McConnell also reminds us that Maginn worked tirelessly to reconcile the various strands of Irish political opinion from the nonviolent O'Connell approach to the revolutionary Young Irelanders, but he also shows us how the sheer disastrous scope of English misrule during the Great Hunger impacted the country, with Maginn's own efforts to save the local community from starvation repeatedly, stretched to the breaking point.

More than anything, Maginn sought to stave off the disasters that were always looming as a result of the oppression, indifference, or official hostility or neglect of colonialism. Forced to act like tenants in their own country, McConnell reminds us of the danger that Maginn repeatedly put himself in for the greater good.

Aidan Redmond played Maginn as a man shouldering an increasingly impossible burden, to reconcile the opposing aims of British and Irish aspirations in the divided region. He is willing to harbor and even aid the rebels whose aims he shares, if not always their methods, and he is willing to do this at the risk of his own neck and all those he loves.

Orlagh Cassidy plays Brigid, Maginn's canny sister, who deeply understands the local community and the magnitude of challenges they face in order for her brother to undertake his clerical mission. She alternates between anxious housekeeper and fearless agitator with the facility that someone in her impossible situation must.

Aoife Kelly plays Eliza Heron, a young woman from Planter stock who has converted to Catholicism and who understands the claims that both inheritances make on the locals and on herself. She is at once out of her depth and at her ease in a place where allegiance is everything.

McConnell's play understands and celebrates his famous subject's achievements but he creates a portrait of Maginn in full, which shows us the fear as well as the courage that drove him and underlines the impossible situations that British rule in Ireland often created for him.

Part of the pleasure of Bishop Maginn is the sense in which the charterer is being rediscovered and restored to us by a dramatic imagination that understands him and his times and can speak as eloquently to our own.
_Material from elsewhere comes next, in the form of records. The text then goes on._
//! Request types for a checkout cost calculation.
//!
//! This module defines the serializable structures a checkout workflow hands
//! to the calculator. Every field is optional so that absent values surface as
//! invalid-input errors with a precise message instead of as parse failures.

use serde::{Deserialize, Serialize};

use crate::error::{
    CostError, CostResult, MISSING_CART_MESSAGE, MISSING_CUSTOMER_MESSAGE,
    NON_POSITIVE_QUANTITY_MESSAGE,
};
use crate::models::{Cart, CustomerTier, LineItem, Product, Region};

/// Request body of a checkout cost calculation.
#[derive(Debug, Clone, Default, Serialize, Deserialize)]
pub struct CheckoutRequest {
    /// The cart being checked out.
    pub cart: Option<CartRequest>,
    /// The customer's delivery region.
    pub region: Option<Region>,
    /// The customer's loyalty tier.
    pub tier: Option<CustomerTier>,
}

/// Cart information in a checkout request.
#[derive(Debug, Clone, Default, Serialize, Deserialize)]
pub struct CartRequest {
    /// The lines of the cart.
    pub items: Option<Vec<LineItemRequest>>,
}

/// Line item information in a checkout request.
#[derive(Debug, Clone, Serialize, Deserialize)]
pub struct LineItemRequest {
    /// The product on this line.
    pub product: Product,
    /// Number of units, signed so that zero and negative values can be reported.
    pub quantity: i64,
}

impl TryFrom<LineItemRequest> for LineItem {
    type Error = CostError;

    fn try_from(req: LineItemRequest) -> CostResult<Self> {
        if req.quantity <= 0 {
            return Err(CostError::InvalidLineItem {
                product_id: req.product.id,
                message: NON_POSITIVE_QUANTITY_MESSAGE.to_string(),
            });
        }
        let quantity = u32::try_from(req.quantity).map_err(|_| CostError::InvalidLineItem {
            product_id: req.product.id.clone(),
            message: format!("item quantity {} exceeds {}", req.quantity, u32::MAX),
        })?;
        Ok(LineItem::new(req.product, quantity))
    }
}

impl CheckoutRequest {
    /// Creates a fully populated request.
    pub fn new(cart: Cart, region: Region, tier: CustomerTier) -> Self {
        let items = cart
            .items
            .into_iter()
            .map(|item| LineItemRequest {
                product: item.product,
                quantity: i64::from(item.quantity),
            })
            .collect();
        Self {
            cart: Some(CartRequest { items: Some(items) }),
            region: Some(region),
            tier: Some(tier),
        }
    }

    /// Checks presence of every field and converts to domain values.
    ///
    /// Checks run in order: cart and item list, then region and tier, then
    /// each item's quantity.
    ///
    /// # Errors
    ///
    /// - `InvalidInput` with "cart or item list must not be null." when the
    ///   cart or its item list is missing
    /// - `InvalidInput` with "region and customer tier must not be null." when
    ///   either is missing
    /// - `InvalidLineItem` for a zero or negative quantity
    ///
    /// # Example
    ///
    /// ```
    /// use checkout_cost::request::CheckoutRequest;
    ///
    /// let err = CheckoutRequest::default().into_parts().unwrap_err();
    /// assert_eq!(err.to_string(), "cart or item list must not be null.");
    /// ```
    pub fn into_parts(self) -> CostResult<(Cart, Region, CustomerTier)> {
        let Some(items) = self.cart.and_then(|cart| cart.items) else {
            return Err(CostError::invalid_input(MISSING_CART_MESSAGE));
        };
        let (Some(region), Some(tier)) = (self.region, self.tier) else {
            return Err(CostError::invalid_input(MISSING_CUSTOMER_MESSAGE));
        };
        let items = items
            .into_iter()
            .map(LineItem::try_from)
            .collect::<CostResult<Vec<_>>>()?;
        Ok((Cart::new(items), region, tier))
    }
}
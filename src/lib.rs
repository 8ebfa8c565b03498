//! Checkout Cost Calculator
//!
//! This crate computes the final amount a customer pays at checkout: the item
//! subtotal after per-category quantity discounts and an order-value discount,
//! plus a shipping fee driven by taxable weight, fragility, delivery region
//! and loyalty tier. Every calculation produces an auditable breakdown.

#![warn(missing_docs)]

pub mod calculation;
pub mod config;
pub mod error;
pub mod models;
pub mod request;
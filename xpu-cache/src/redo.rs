//! Bounded redo buffer handed to the device in one piece.
//!
//! Records are packed back to back in a byte area of fixed length; an index of record
//! offsets (`redo_items`) bounds how many fit. The buffer carries its own
//! [`ErrorRecord`], so the threads that decode and validate records in parallel can report
//! the first bad one without stopping each other.

use rayon::prelude::*;
use xpu_result::{DeviceError, Error, ErrorRecord, Result};
use xpu_types::{ColumnDef, Datum};
use xpu_types::codec::{WireReader, WireWriter};

use crate::ident::CacheIdent;
use crate::record::LogRecord;

#[derive(Debug)]
pub struct RedoLogBuffer {
    ident: CacheIdent,
    nrooms: u32,
    length: usize,
    items: Vec<u32>,
    data: WireWriter,
    error: ErrorRecord,
}

impl RedoLogBuffer {
    /// Room for at most `nrooms` records in `length` bytes.
    pub fn new(ident: CacheIdent, nrooms: u32, length: usize) -> Self {
        Self {
            ident,
            nrooms,
            length,
            items: Vec::with_capacity(nrooms as usize),
            data: WireWriter::with_capacity(length),
            error: ErrorRecord::new(),
        }
    }

    pub fn ident(&self) -> CacheIdent {
        self.ident
    }

    pub fn nitems(&self) -> u32 {
        self.items.len() as u32
    }

    pub fn nrooms(&self) -> u32 {
        self.nrooms
    }

    /// Bytes of the record area in use.
    pub fn usage(&self) -> usize {
        self.data.len()
    }

    pub fn length(&self) -> usize {
        self.length
    }

    pub fn is_empty(&self) -> bool {
        self.items.is_empty()
    }

    pub fn error_record(&self) -> &ErrorRecord {
        &self.error
    }

    /// Append a record. Fails with [`Error::DataStoreNoSpace`] once either the rooms or
    /// the bytes run out; the buffer is left unchanged in that case.
    pub fn push(&mut self, record: &LogRecord) -> Result<()> {
        if self.items.len() as u32 >= self.nrooms {
            return Err(Error::DataStoreNoSpace(format!(
                "redo buffer holds {} records",
                self.nrooms
            )));
        }
        let bytes = record.to_bytes()?;
        if self.data.len() + bytes.len() > self.length {
            return Err(Error::DataStoreNoSpace(format!(
                "{} record of {} bytes does not fit, {} of {} bytes used",
                record.log_type().name(),
                bytes.len(),
                self.data.len(),
                self.length
            )));
        }
        self.items.push(self.data.len() as u32);
        self.data.put_bytes(&bytes);
        Ok(())
    }

    /// Push records until the buffer fills. Returns how many were taken.
    pub fn fill<'a>(&mut self, records: impl IntoIterator<Item = &'a LogRecord>) -> Result<usize> {
        let mut n = 0;
        for rec in records {
            match self.push(rec) {
                Ok(()) => n += 1,
                Err(Error::DataStoreNoSpace(_)) => break,
                Err(e) => return Err(e),
            }
        }
        Ok(n)
    }

    /// Empty the buffer and its error record for reuse.
    pub fn clear(&mut self) {
        self.items.clear();
        self.data = WireWriter::with_capacity(self.length);
        self.error.reset();
    }

    /// Decode every record in parallel, checking inserted tuples against `columns`.
    ///
    /// Each record is decoded independently from its offset. The first failure claims
    /// the buffer's error record and is returned; records are otherwise returned in
    /// buffer order.
    pub fn decode(&self, columns: &[ColumnDef]) -> Result<Vec<LogRecord>> {
        let bytes = self.data.as_slice();
        let decoded: Vec<Option<LogRecord>> = self
            .items
            .par_iter()
            .enumerate()
            .map(|(i, &offset)| {
                if self.error.has_error() {
                    return None;
                }
                let mut r = WireReader::new(&bytes[offset as usize..], "redo buffer");
                let checked = LogRecord::decode(&mut r)
                    .and_then(|rec| check_record(&rec, columns).map(|()| rec));
                match checked {
                    Ok(rec) => Some(rec),
                    Err(e) => {
                        self.error.report(&DeviceError::fatal(
                            "redo",
                            format!("redo item {i} at offset {offset}: {e}"),
                        ));
                        None
                    }
                }
            })
            .collect();
        if let Some(err) = self.error.to_error() {
            return Err(err);
        }
        decoded
            .into_iter()
            .map(|rec| rec.ok_or_else(|| Error::Internal("redo item skipped without error".into())))
            .collect()
    }
}

/// Inserted tuples must match the cached table's shape.
pub(crate) fn check_record(record: &LogRecord, columns: &[ColumnDef]) -> Result<()> {
    match record {
        LogRecord::Insert { rowid, values } => check_tuple(*rowid, values, columns),
        _ => Ok(()),
    }
}

pub(crate) fn check_tuple(rowid: u32, values: &[Datum], columns: &[ColumnDef]) -> Result<()> {
    if values.len() != columns.len() {
        return Err(Error::corrupt(
            "cache log",
            format!(
                "INSERT of row {rowid} carries {} values for {} columns",
                values.len(),
                columns.len()
            ),
        ));
    }
    for (v, c) in values.iter().zip(columns) {
        if v.is_null() && !c.nullable {
            return Err(Error::corrupt(
                "cache log",
                format!("INSERT of row {rowid} has NULL in not-null column {}", c.name),
            ));
        }
        v.check_type(c.type_op)
            .map_err(|e| Error::corrupt("cache log", format!("INSERT of row {rowid}: {e}")))?;
    }
    Ok(())
}

#[cfg(test)]
mod tests {
    use super::*;
    use xpu_result::ErrorCode;
    use xpu_types::TypeOpcode;

    fn columns() -> Vec<ColumnDef> {
        vec![
            ColumnDef::new("k", TypeOpcode::Int8).not_null(),
            ColumnDef::new("v", TypeOpcode::Text),
        ]
    }

    fn insert(rowid: u32, k: i64) -> LogRecord {
        LogRecord::Insert {
            rowid,
            values: vec![Datum::Int8(k), Datum::Text(format!("v{k}"))],
        }
    }

    #[test]
    fn fills_until_rooms_run_out() {
        let mut buf = RedoLogBuffer::new(CacheIdent::new(1, 2, 3), 4, 1 << 12);
        let records: Vec<_> = (0..10).map(|i| insert(i, i as i64)).collect();
        assert_eq!(buf.fill(&records).unwrap(), 4);
        assert_eq!(buf.nitems(), 4);
        assert!(matches!(
            buf.push(&records[4]),
            Err(Error::DataStoreNoSpace(_))
        ));
        assert_eq!(buf.decode(&columns()).unwrap(), records[..4].to_vec());

        buf.clear();
        assert!(buf.is_empty());
        assert_eq!(buf.usage(), 0);
    }

    #[test]
    fn fills_until_bytes_run_out() {
        let one = insert(0, 0).to_bytes().unwrap().len();
        let mut buf = RedoLogBuffer::new(CacheIdent::new(1, 2, 3), 100, one * 3 + one / 2);
        let records: Vec<_> = (0..10).map(|i| insert(i, 0)).collect();
        assert_eq!(buf.fill(&records).unwrap(), 3);
        assert!(buf.usage() <= buf.length());
    }

    #[test]
    fn bad_tuple_claims_the_error_record() {
        let mut buf = RedoLogBuffer::new(CacheIdent::new(1, 2, 3), 64, 1 << 14);
        for i in 0..40 {
            buf.push(&insert(i, i as i64)).unwrap();
        }
        buf.push(&LogRecord::Insert {
            rowid: 99,
            values: vec![Datum::Int4(1), Datum::Null],
        })
        .unwrap();
        buf.push(&LogRecord::Insert {
            rowid: 100,
            values: vec![Datum::Null, Datum::Null],
        })
        .unwrap();

        let err = buf.decode(&columns()).unwrap_err();
        assert!(matches!(err, Error::SystemFatal { .. }), "{err}");
        assert_eq!(buf.error_record().code(), ErrorCode::SystemFatal);
        let message = &buf.error_record().details().unwrap().message;
        assert!(message.contains("row 99") || message.contains("row 100"), "{message}");

        buf.clear();
        assert!(!buf.error_record().has_error());
    }
}
use std::fmt;

use xpu_types::codec::{WireReader, WireWriter};
use xpu_result::Result;

/// Identity of a cached table: the owning database, the table, and a signature derived
/// from the table definition. A log is only meaningful for the cache with the same
/// identity.
#[derive(Debug, Clone, Copy, PartialEq, Eq, Hash)]
pub struct CacheIdent {
    pub database_oid: u32,
    pub table_oid: u32,
    pub signature: u64,
}

impl CacheIdent {
    pub fn new(database_oid: u32, table_oid: u32, signature: u64) -> Self {
        Self {
            database_oid,
            table_oid,
            signature,
        }
    }

    /// Same database and table, regardless of signature.
    pub fn same_table(&self, other: &CacheIdent) -> bool {
        self.database_oid == other.database_oid && self.table_oid == other.table_oid
    }

    pub(crate) fn encode_into(&self, w: &mut WireWriter) {
        w.put_u32(self.database_oid);
        w.put_u32(self.table_oid);
        w.put_u64(self.signature);
    }

    pub(crate) fn decode(r: &mut WireReader<'_>) -> Result<CacheIdent> {
        Ok(CacheIdent {
            database_oid: r.get_u32()?,
            table_oid: r.get_u32()?,
            signature: r.get_u64()?,
        })
    }
}

impl fmt::Display for CacheIdent {
    fn fmt(&self, f: &mut fmt::Formatter<'_>) -> fmt::Result {
        write!(
            f,
            "{}/{}@{:016x}",
            self.database_oid, self.table_oid, self.signature
        )
    }
}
We still have a great deal to learn from the 19th century, when the murderous theft of British colonialism was exposed to the world in an event that had the impact on Ireland of a low-level nuclear strike. The Great Hunger was the worst social disaster of the 19th century in Europe, killing over a million and displacing over a million more.

McConnell knows that Donegal has not recovered from it yet, nor has Ireland, nor indeed has Britain, and he shows just how far-reaching and how disastrous the colonial project ultimately was for both us and them.